» PROBLEM TO WORK ON: Your job is to write out each record exactly, leaving none out.

[Start of section]

mod commands;
mod helpers;

use clap::Parser;
use sad2xs_core::domain::SadError;

pub fn run_from_env() -> i32 {
    let args: Vec<String> = std::env::args().skip(1).collect();

    match run(args) {
        Ok(code) => code,
        Err(error) => {
            let diagnostic = error.as_sad_error();
            eprintln!("{}", diagnostic.diagnostic_line());
            if let Some(summary_line) = diagnostic.fatal_exit_line() {
                eprintln!("{}", summary_line);
            }
            diagnostic.exit_code()
        }
    }
}

pub fn run<I, S>(args: I) -> Result<i32, CliError>
where
    I: IntoIterator<Item = S>,
    S: Into<String>,
{
    let full_args = std::iter::once("sad2xs".to_string())
        .chain(args.into_iter().map(Into::into))
        .collect::<Vec<_>>();
    parse_and_dispatch(full_args)
}

fn parse_and_dispatch(args: Vec<String>) -> Result<i32, CliError> {
    match Cli::try_parse_from(&args) {
        Ok(cli) => {
            helpers::init_tracing(cli.verbose);
            dispatch_parsed(cli.command)
        }
        Err(err) => match err.kind() {
            clap::error::ErrorKind::DisplayHelp | clap::error::ErrorKind::DisplayVersion => {
                print!("{}", err);
                Ok(0)
            }
            _ => Err(CliError::Usage(err.to_string())),
        },
    }
}

#[derive(Parser)]
#[command(
    name = "sad2xs",
    version,
    about = "Convert SAD lattices into xtrack-style lines"
)]
struct Cli {
    /// Log debug output to stderr (overrides SAD2XS_LOG and RUST_LOG)
    #[arg(long, short, global = true)]
    verbose: bool,

    #[command(subcommand)]
    command: CliCommand,
}

#[derive(clap::Subcommand)]
enum CliCommand {
    /// Parse a SAD lattice file into lattice JSON
    ParseLattice(commands::ParseLatticeArgs),
    /// Import a whitespace-separated SAD Twiss table into JSON
    ParseTwiss(commands::ParseTwissArgs),
    /// Build a line, its element table and survey from lattice JSON
    BuildLine(commands::BuildLineArgs),
    /// Compare a built line table against reference SAD optics
    Compare(commands::CompareArgs),
    /// Parse a SAD lattice and build its line in one step
    Convert(commands::ConvertArgs),
}

fn dispatch_parsed(command: CliCommand) -> Result<i32, CliError> {
    match command {
        CliCommand::ParseLattice(args) => commands::run_parse_lattice_command(args),
        CliCommand::ParseTwiss(args) => commands::run_parse_twiss_command(args),
        CliCommand::BuildLine(args) => commands::run_build_line_command(args),
        CliCommand::Compare(args) => commands::run_compare_command(args),
        CliCommand::Convert(args) => commands::run_convert_command(args),
    }
}

#[derive(Debug, thiserror::Error)]
pub enum CliError {
    #[error("{0}")]
    Usage(String),
    #[error("{0}")]
    Compute(SadError),
    #[error(transparent)]
    Internal(#[from] anyhow::Error),
}

impl CliError {
    fn as_sad_error(&self) -> SadError {
        match self {
            Self::Usage(message) => SadError::input_validation("INPUT.CLI_USAGE", message.clone()),
            Self::Compute(error) => error.clone(),
            Self::Internal(error) => SadError::io_system("IO.CLI", format!("{error:#}")),
        }
    }
}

[End of section]

» ANSWER TO THIS PROBLEM:
mod commands;
mod helpers;

use clap::Parser;
use sad2xs_core::domain::SadError;

pub fn run_from_env() -> i32 {
    let args: Vec<String> = std::env::args().skip(1).collect();

    match run(args) {
        Ok(code) => code,
        Err(error) => {
            let diagnostic = error.as_sad_error();
            eprintln!("{}", diagnostic.diagnostic_line());
            if let Some(summary_line) = diagnostic.fatal_exit_line() {
                eprintln!("{}", summary_line);
            }
            diagnostic.exit_code()
        }
    }
}

pub fn run<I, S>(args: I) -> Result<i32, CliError>
where
    I: IntoIterator<Item = S>,
    S: Into<String>,
{
    let full_args = std::iter::once("sad2xs".to_string())
        .chain(args.into_iter().map(Into::into))
        .collect::<Vec<_>>();
    parse_and_dispatch(full_args)
}

fn parse_and_dispatch(args: Vec<String>) -> Result<i32, CliError> {
    match Cli::try_parse_from(&args) {
        Ok(cli) => {
            helpers::init_tracing(cli.verbose);
            dispatch_parsed(cli.command)
        }
        Err(err) => match err.kind() {
            clap::error::ErrorKind::DisplayHelp | clap::error::ErrorKind::DisplayVersion => {
                print!("{}", err);
                Ok(0)
            }
            _ => Err(CliError::Usage(err.to_string())),
        },
    }
}

#[derive(Parser)]
#[command(
    name = "sad2xs",
    version,
    about = "Convert SAD lattices into xtrack-style lines"
)]
struct Cli {
    /// Log debug output to stderr (overrides SAD2XS_LOG and RUST_LOG)
    #[arg(long, short, global = true)]
    verbose: bool,

    #[command(subcommand)]
    command: CliCommand,
}

#[derive(clap::Subcommand)]
enum CliCommand {
    /// Parse a SAD lattice file into lattice JSON
    ParseLattice(commands::ParseLatticeArgs),
    /// Import a whitespace-separated SAD Twiss table into JSON
    ParseTwiss(commands::ParseTwissArgs),
    /// Build a line, its element table and survey from lattice JSON
    BuildLine(commands::BuildLineArgs),
    /// Compare a built line table against reference SAD optics
    Compare(commands::CompareArgs),
    /// Parse a SAD lattice and build its line in one step
    Convert(commands::ConvertArgs),
}

fn dispatch_parsed(command: CliCommand) -> Result<i32, CliError> {
    match command {
        CliCommand::ParseLattice(args) => commands::run_parse_lattice_command(args),
        CliCommand::ParseTwiss(args) => commands::run_parse_twiss_command(args),
        CliCommand::BuildLine(args) => commands::run_build_line_command(args),
        CliCommand::Compare(args) => commands::run_compare_command(args),
        CliCommand::Convert(args) => commands::run_convert_command(args),
    }
}

#[derive(Debug, thiserror::Error)]
pub enum CliError {
    #[error("{0}")]
    Usage(String),
    #[error("{0}")]
    Compute(SadError),
    #[error(transparent)]
    Internal(#[from] anyhow::Error),
}

impl CliError {
    fn as_sad_error(&self) -> SadError {
        match self {
            Self::Usage(message) => SadError::input_validation("INPUT.CLI_USAGE", message.clone()),
            Self::Compute(error) => error.clone(),
            Self::Internal(error) => SadError::io_system("IO.CLI", format!("{error:#}")),
        }
    }
}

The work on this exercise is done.